FIGURE 5.

Loss-of-function of XBP-1 results in diminished KLRG1^high effector CD8⁺ T cell population. A, OT-I/RAG1^−/− CD8⁺ T cells were transduced with a dominant negative form of XBP-1 (dnXBP-1) and transferred to host mice, followed by infection with LM-OVA. KLRG1 levels on the transduced cells (day 7 p.i.) in the blood are shown. Graphic representation of mean fluorescence intensity (MFI) of KLRG1 (right).
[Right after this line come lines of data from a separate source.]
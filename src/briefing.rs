//! Mobile briefing and alert feed built from notification logs

use crate::models::Category;
use crate::state::Store;
use crate::Result;
use serde::{Deserialize, Serialize};
use std::sync::Arc;
use tracing::info;
use uuid::Uuid;

pub const NO_UPDATES: &str = "No new updates.";
pub const DEFAULT_ALERT_LIMIT: usize = 10;

#[derive(Debug, Clone, Serialize, Deserialize, PartialEq)]
pub struct Briefing {
    pub briefing: String,
    pub items: usize,
}

#[derive(Debug, Clone, Serialize, Deserialize, PartialEq)]
pub struct AlertItem {
    pub source: String,
    pub summary: String,
    pub category: Category,
}

pub struct BriefingService {
    store: Arc<dyn Store>,
}

impl BriefingService {
    pub fn new(store: Arc<dyn Store>) -> Self {
        Self { store }
    }

    /// Summaries not yet briefed, newest first. Each log is briefed once.
    pub async fn fetch_briefing(&self, user_id: Uuid) -> Result<Briefing> {
        let mut tx = self.store.begin().await?;
        let logs = tx.pending_briefing_logs(user_id).await?;

        if logs.is_empty() {
            return Ok(Briefing {
                briefing: NO_UPDATES.to_string(),
                items: 0,
            });
        }

        let briefing = logs
            .iter()
            .map(|log| format!("- {}", log.summary))
            .collect::<Vec<_>>()
            .join("\n");

        let ids: Vec<Uuid> = logs.iter().map(|log| log.id).collect();
        tx.mark_included_in_briefing(&ids).await?;
        tx.commit().await?;

        info!(%user_id, items = ids.len(), "Briefing delivered");

        Ok(Briefing {
            briefing,
            items: ids.len(),
        })
    }

    /// Newest RISK and FINANCE logs.
    pub async fn recent_alerts(&self, user_id: Uuid, limit: usize) -> Result<Vec<AlertItem>> {
        let logs = self.store.logs_for_user(user_id).await?;

        Ok(logs
            .into_iter()
            .filter(|log| matches!(log.category, Category::Risk | Category::Finance))
            .take(limit)
            .map(|log| AlertItem {
                source: log.source_app,
                summary: log.summary,
                category: log.category,
            })
            .collect())
    }
}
Results indicate the mean ± SEM (n = 5 mice each). B, WT or XBP-1^−/− bone marrow chimeric mice were infected with LCMV. On day 8, gp₃₃-specific CD8⁺ T cells in the blood were detected by tetramer staining. Percentage of D^bgp₃₃ tetramer-positive within the donor CD8⁺ population (top) gated on CD229.1⁺ donor bone marrow-derived CD8⁺ cells is shown. KLRG1 and CD127 levels on gp₃₃-specific CD8⁺ T cells are shown. The percentage within the donor gp₃₃-specific CD8⁺ T cells (bottom) is indicated. C, Graphic representation of data in B with the mean ± SEM for n = 8–10 mice.